What you should do = Scan the entries for "collect". Every line that holds it is to be copied.
Provided data Block Start
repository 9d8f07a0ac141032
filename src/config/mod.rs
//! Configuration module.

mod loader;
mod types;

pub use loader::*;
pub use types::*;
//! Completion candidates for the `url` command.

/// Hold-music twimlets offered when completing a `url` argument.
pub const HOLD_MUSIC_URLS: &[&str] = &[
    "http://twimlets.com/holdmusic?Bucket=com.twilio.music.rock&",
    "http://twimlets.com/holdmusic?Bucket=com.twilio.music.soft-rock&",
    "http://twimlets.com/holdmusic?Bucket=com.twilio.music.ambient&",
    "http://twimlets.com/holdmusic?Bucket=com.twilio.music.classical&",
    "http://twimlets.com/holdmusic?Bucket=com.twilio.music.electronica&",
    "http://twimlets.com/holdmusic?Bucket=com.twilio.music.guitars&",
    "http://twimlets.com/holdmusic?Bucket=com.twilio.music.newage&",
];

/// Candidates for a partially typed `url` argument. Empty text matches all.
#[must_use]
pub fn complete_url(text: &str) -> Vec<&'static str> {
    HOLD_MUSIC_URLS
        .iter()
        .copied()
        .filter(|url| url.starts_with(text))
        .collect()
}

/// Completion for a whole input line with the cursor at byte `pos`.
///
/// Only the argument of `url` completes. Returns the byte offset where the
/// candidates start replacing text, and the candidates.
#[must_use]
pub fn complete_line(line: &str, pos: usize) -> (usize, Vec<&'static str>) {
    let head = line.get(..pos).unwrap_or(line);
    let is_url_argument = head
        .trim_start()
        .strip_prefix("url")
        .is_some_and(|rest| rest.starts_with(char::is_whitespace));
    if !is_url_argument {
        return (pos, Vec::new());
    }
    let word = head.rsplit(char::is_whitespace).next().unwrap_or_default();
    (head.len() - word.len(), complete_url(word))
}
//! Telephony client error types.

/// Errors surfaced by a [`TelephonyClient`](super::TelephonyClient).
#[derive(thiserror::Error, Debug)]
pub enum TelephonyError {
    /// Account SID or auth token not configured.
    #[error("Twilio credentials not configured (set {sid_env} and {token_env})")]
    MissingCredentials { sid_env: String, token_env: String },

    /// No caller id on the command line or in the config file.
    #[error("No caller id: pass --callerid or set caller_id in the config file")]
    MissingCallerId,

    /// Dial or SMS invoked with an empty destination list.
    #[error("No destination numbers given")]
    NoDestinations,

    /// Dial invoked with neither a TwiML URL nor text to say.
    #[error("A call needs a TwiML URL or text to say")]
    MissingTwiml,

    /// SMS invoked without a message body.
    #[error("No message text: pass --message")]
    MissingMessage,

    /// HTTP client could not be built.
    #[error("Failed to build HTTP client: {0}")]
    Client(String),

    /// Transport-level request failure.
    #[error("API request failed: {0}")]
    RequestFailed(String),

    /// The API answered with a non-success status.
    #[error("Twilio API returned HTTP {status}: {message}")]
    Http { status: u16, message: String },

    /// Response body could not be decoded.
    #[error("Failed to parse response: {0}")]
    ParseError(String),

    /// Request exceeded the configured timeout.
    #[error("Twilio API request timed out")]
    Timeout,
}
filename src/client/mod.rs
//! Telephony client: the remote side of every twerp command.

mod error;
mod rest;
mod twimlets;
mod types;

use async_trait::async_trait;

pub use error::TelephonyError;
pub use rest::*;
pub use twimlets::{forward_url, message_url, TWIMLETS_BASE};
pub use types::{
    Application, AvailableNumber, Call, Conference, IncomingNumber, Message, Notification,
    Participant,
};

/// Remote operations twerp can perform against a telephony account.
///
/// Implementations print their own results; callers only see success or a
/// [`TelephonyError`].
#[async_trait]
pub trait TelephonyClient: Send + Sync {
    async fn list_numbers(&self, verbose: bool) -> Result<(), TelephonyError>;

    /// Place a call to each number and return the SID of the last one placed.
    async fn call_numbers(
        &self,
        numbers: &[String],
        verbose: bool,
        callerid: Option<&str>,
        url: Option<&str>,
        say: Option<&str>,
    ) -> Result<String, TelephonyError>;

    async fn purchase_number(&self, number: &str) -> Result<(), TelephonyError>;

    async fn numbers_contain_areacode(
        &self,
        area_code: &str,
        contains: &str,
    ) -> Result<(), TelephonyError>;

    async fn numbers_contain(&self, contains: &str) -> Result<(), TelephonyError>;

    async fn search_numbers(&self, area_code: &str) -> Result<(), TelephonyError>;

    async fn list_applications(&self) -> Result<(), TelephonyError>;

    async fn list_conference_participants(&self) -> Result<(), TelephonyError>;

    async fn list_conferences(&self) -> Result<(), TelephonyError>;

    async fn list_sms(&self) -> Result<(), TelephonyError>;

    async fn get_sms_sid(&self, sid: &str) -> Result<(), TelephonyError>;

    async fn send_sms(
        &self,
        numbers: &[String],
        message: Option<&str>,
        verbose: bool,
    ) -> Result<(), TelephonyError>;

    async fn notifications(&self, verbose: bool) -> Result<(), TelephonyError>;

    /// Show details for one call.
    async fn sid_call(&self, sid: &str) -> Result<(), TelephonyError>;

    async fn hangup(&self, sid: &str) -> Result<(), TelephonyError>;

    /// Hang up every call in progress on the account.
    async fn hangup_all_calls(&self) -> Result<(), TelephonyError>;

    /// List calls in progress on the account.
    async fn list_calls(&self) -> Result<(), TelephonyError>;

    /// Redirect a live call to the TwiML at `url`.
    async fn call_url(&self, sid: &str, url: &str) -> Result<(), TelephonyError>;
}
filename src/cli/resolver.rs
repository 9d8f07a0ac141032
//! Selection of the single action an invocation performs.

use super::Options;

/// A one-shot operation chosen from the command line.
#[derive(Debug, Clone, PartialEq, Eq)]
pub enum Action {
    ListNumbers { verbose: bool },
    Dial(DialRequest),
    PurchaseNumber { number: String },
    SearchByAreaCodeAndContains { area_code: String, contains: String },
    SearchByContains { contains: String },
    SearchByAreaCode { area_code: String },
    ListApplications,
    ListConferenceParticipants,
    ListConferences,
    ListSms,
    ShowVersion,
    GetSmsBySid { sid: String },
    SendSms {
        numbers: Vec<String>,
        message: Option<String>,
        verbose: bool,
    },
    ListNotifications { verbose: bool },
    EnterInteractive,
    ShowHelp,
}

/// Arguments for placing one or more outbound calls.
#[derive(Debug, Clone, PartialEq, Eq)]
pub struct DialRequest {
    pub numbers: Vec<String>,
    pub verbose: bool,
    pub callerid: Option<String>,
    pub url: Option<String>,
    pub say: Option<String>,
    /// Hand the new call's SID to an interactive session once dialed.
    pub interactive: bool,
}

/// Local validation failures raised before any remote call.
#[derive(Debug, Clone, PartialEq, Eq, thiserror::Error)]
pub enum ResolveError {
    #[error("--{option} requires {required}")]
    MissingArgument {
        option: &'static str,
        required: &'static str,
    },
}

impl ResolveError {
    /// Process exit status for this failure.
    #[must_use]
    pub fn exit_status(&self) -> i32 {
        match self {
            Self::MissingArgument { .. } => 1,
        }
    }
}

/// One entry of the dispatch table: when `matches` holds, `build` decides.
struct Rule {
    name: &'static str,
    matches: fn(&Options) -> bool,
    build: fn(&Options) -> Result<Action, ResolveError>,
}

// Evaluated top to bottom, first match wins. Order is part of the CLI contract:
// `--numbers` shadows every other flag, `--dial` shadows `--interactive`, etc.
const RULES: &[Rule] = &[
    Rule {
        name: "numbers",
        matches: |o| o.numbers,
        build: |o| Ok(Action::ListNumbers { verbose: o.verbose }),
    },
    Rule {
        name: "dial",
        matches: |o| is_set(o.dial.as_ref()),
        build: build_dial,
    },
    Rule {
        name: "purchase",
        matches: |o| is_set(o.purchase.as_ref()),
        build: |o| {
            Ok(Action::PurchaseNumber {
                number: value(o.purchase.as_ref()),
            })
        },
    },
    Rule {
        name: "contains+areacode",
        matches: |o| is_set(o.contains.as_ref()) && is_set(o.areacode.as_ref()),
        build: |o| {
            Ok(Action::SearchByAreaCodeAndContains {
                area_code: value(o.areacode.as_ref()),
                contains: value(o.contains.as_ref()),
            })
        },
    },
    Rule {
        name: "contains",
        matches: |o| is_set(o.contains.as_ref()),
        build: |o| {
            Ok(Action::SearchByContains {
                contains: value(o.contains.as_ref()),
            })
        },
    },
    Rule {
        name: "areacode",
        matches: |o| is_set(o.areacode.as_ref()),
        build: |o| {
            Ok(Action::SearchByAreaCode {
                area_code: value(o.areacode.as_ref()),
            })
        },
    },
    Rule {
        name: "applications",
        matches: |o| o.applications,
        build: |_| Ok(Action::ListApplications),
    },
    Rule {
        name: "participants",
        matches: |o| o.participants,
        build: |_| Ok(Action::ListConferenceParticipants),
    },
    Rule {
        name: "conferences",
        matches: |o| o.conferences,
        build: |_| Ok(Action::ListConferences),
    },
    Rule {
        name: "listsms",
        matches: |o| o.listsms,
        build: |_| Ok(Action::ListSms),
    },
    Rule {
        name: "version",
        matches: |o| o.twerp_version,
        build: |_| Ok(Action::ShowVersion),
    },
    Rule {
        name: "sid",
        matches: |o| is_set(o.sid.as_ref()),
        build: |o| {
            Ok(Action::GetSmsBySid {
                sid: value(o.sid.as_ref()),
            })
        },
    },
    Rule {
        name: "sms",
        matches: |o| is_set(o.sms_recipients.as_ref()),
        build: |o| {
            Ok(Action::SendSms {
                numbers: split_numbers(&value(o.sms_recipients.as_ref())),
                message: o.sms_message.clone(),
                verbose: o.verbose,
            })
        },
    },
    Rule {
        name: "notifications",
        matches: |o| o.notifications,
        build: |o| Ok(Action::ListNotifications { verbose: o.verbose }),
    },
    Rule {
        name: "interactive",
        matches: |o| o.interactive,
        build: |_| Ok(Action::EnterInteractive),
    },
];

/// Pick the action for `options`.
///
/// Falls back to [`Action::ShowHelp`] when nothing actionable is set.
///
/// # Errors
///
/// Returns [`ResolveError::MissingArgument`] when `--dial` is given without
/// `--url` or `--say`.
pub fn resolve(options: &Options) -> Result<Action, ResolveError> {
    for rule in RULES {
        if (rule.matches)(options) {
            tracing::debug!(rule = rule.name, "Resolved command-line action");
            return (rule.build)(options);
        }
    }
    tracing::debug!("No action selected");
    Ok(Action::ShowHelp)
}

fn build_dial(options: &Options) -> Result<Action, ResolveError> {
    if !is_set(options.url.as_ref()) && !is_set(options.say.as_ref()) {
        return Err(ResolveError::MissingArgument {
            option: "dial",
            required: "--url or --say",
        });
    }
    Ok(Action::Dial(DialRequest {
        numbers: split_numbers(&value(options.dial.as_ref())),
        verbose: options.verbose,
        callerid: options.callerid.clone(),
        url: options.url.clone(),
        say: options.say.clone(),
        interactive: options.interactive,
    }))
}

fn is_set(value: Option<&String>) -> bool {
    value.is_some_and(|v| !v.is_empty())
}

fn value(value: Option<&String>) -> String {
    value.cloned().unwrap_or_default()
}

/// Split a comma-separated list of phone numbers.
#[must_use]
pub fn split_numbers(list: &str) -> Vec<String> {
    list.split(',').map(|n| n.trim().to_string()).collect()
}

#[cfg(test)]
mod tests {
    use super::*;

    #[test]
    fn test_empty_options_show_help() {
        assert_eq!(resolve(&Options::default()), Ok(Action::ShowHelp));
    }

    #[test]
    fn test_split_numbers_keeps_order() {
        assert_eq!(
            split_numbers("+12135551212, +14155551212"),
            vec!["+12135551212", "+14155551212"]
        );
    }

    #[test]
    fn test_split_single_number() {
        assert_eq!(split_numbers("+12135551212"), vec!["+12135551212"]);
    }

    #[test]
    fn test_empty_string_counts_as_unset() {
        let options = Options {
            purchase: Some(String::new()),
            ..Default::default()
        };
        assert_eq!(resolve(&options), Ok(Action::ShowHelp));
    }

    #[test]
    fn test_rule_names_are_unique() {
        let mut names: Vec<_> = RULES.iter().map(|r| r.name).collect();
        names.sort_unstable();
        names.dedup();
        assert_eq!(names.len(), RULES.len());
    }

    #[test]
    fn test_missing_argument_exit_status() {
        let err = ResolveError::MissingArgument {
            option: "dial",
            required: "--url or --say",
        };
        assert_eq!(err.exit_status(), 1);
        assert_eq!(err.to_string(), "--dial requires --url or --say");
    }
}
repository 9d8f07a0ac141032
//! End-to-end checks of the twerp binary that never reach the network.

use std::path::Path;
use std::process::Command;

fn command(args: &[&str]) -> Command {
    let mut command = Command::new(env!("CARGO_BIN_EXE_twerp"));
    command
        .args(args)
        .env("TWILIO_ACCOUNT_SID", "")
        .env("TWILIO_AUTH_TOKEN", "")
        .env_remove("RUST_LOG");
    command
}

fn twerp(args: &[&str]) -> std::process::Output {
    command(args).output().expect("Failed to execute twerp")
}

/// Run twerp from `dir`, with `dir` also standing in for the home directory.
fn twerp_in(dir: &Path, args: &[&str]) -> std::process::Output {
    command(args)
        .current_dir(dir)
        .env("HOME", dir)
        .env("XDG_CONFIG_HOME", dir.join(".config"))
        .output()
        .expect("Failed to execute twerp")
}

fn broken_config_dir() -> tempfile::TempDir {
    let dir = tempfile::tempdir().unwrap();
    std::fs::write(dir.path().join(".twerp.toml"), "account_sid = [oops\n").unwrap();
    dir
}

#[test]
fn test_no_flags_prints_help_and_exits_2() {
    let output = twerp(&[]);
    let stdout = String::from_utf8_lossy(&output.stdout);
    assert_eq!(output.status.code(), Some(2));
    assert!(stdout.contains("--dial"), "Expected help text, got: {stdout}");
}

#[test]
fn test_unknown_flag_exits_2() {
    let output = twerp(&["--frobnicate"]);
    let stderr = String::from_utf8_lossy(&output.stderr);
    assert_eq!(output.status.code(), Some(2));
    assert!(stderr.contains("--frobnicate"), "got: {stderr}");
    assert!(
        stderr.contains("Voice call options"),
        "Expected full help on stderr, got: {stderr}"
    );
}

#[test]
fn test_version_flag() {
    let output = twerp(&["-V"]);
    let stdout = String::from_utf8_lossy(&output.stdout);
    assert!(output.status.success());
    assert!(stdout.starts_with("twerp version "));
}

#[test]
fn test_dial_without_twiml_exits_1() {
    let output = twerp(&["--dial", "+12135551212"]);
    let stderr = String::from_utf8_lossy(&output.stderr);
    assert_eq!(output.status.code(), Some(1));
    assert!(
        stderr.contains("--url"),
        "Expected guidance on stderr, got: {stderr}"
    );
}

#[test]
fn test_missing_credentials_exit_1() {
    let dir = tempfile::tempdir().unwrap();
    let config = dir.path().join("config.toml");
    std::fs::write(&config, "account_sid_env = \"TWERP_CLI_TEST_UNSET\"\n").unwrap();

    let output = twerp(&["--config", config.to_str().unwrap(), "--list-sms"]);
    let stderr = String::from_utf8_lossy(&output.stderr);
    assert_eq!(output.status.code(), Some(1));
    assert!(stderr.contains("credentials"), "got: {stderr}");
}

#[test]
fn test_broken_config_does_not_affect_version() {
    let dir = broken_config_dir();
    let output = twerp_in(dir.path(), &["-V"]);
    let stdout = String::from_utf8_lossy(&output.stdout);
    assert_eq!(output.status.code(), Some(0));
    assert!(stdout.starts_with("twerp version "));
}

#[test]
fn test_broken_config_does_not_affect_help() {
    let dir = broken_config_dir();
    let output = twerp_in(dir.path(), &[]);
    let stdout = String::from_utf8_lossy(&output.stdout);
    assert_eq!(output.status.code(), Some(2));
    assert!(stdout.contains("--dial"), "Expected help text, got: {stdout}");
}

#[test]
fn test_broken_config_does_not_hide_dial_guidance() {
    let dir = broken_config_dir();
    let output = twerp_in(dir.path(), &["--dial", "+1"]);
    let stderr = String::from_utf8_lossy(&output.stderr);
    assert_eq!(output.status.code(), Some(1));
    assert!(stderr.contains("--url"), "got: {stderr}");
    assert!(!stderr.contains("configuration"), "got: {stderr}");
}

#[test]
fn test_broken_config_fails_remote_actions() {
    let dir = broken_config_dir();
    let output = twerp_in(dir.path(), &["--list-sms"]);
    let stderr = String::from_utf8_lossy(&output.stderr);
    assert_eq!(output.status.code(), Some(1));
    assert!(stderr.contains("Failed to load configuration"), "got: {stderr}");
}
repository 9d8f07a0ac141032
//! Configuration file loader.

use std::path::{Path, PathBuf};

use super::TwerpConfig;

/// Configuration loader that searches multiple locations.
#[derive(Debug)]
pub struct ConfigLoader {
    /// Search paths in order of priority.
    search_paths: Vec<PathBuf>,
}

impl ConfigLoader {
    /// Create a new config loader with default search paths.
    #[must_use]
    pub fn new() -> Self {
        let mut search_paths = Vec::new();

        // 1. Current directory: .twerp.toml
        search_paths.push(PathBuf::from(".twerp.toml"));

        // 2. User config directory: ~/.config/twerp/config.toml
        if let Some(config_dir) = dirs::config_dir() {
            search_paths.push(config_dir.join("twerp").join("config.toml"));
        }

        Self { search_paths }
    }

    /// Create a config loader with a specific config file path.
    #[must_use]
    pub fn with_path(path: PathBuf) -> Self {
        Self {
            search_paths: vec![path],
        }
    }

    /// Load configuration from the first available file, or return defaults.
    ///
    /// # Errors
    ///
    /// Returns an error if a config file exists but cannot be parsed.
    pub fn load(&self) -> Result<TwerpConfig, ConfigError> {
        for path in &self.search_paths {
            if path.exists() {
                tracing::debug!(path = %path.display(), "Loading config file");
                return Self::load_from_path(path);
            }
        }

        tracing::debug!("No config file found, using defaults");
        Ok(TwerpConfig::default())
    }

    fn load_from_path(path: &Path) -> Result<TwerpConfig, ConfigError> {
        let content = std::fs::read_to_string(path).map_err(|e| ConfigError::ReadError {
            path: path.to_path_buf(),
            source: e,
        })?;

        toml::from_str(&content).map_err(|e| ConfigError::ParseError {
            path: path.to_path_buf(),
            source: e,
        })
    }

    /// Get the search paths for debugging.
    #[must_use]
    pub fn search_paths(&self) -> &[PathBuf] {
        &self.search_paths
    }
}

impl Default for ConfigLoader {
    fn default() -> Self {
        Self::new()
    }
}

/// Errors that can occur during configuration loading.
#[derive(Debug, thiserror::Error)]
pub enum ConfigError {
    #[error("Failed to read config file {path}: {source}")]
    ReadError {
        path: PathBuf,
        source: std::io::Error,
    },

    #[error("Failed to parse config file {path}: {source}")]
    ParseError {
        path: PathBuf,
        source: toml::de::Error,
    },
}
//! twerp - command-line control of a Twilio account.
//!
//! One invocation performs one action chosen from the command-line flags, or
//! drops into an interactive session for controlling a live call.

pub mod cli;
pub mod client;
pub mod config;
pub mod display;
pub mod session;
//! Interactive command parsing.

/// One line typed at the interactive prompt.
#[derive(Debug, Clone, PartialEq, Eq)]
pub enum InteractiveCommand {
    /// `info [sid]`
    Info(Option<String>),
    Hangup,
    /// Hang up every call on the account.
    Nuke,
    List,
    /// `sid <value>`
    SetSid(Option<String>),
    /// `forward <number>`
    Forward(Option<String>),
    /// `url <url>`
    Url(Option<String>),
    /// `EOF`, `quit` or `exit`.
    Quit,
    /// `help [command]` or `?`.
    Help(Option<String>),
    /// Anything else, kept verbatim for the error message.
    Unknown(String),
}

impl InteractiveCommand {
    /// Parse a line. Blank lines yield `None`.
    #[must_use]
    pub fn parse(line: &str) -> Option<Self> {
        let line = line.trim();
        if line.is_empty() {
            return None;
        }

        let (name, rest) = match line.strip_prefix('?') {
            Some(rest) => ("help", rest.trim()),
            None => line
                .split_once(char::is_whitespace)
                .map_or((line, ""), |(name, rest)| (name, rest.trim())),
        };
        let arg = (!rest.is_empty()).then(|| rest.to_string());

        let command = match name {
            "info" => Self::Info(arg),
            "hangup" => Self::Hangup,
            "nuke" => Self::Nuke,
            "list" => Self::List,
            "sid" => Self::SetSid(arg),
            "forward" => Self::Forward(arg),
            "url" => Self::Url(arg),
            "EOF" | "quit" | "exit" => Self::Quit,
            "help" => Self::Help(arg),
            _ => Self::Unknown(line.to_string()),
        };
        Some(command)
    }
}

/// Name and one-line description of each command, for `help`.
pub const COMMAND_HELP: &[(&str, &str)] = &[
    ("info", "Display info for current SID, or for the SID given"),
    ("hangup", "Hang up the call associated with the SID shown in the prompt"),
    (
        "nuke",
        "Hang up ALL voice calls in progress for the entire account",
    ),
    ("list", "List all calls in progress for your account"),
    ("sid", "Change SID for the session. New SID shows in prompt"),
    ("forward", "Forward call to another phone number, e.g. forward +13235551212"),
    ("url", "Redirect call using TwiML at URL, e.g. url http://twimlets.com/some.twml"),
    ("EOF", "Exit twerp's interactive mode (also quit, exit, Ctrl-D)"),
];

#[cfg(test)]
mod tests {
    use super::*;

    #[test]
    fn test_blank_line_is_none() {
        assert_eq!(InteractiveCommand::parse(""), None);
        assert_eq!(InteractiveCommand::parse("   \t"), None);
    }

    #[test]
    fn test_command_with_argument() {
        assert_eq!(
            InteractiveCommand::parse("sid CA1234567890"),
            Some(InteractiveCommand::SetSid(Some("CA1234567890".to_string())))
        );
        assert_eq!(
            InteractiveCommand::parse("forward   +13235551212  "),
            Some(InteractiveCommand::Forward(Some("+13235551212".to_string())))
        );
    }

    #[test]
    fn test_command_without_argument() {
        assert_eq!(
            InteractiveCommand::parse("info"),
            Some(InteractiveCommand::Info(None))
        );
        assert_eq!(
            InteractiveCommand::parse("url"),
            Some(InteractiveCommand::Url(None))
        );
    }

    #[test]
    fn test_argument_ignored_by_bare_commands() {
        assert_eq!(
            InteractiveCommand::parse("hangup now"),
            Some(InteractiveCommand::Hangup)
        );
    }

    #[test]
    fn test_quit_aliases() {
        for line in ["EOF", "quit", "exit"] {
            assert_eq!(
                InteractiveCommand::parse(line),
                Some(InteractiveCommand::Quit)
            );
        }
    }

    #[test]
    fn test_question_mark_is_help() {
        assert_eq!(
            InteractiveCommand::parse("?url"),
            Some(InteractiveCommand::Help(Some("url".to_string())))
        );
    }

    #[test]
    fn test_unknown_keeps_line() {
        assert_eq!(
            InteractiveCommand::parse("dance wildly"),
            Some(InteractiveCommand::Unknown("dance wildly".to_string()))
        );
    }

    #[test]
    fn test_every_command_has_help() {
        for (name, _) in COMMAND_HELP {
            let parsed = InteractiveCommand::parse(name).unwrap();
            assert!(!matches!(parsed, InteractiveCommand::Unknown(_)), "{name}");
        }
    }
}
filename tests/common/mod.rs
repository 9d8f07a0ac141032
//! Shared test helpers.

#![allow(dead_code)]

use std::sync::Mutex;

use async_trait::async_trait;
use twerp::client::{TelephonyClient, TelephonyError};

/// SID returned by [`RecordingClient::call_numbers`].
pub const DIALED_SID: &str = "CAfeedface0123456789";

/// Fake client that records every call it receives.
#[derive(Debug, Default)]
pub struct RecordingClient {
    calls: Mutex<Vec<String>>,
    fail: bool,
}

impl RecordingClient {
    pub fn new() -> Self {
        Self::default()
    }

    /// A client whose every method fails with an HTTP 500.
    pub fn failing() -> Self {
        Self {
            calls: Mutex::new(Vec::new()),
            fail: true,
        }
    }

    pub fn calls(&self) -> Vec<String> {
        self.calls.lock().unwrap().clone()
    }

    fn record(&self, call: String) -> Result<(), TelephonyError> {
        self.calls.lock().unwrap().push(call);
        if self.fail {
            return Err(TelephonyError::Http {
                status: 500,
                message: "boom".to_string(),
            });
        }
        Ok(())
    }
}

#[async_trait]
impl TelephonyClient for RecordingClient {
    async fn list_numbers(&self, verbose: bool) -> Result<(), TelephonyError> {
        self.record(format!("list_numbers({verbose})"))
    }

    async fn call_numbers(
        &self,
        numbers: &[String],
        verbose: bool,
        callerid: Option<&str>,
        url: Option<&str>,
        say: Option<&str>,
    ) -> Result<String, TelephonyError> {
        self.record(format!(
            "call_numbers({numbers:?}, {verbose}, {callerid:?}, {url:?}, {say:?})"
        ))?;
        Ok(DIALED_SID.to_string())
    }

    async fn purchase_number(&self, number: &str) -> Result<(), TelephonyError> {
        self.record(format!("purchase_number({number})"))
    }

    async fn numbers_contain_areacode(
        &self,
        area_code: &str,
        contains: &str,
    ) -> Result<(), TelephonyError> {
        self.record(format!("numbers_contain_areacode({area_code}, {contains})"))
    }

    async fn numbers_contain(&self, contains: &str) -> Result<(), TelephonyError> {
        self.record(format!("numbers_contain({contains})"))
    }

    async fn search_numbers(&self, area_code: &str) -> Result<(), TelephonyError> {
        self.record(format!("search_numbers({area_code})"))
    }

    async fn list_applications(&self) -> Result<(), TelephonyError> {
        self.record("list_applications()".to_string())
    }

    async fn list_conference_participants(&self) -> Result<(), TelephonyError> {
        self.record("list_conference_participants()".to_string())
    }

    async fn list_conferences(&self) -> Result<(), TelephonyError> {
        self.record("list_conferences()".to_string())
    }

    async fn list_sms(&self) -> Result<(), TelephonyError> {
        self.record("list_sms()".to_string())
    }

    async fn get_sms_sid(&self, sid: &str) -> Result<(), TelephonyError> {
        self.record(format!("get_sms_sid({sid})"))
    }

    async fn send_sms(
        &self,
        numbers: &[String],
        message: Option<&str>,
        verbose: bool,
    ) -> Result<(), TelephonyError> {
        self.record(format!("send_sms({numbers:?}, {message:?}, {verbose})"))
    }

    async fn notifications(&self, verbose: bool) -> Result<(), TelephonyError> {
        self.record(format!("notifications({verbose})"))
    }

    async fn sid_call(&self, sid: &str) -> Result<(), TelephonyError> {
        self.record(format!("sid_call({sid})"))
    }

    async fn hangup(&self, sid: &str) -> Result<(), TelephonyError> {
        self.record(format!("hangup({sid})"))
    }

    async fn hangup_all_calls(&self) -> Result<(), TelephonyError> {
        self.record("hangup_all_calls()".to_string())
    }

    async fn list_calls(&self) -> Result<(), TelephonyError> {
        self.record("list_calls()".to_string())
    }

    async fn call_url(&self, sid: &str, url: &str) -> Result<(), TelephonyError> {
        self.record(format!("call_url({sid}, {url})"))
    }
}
Provided data Block End
Answer to the exercise =
        .collect()
    list.split(',').map(|n| n.trim().to_string()).collect()
        let mut names: Vec<_> = RULES.iter().map(|r| r.name).collect();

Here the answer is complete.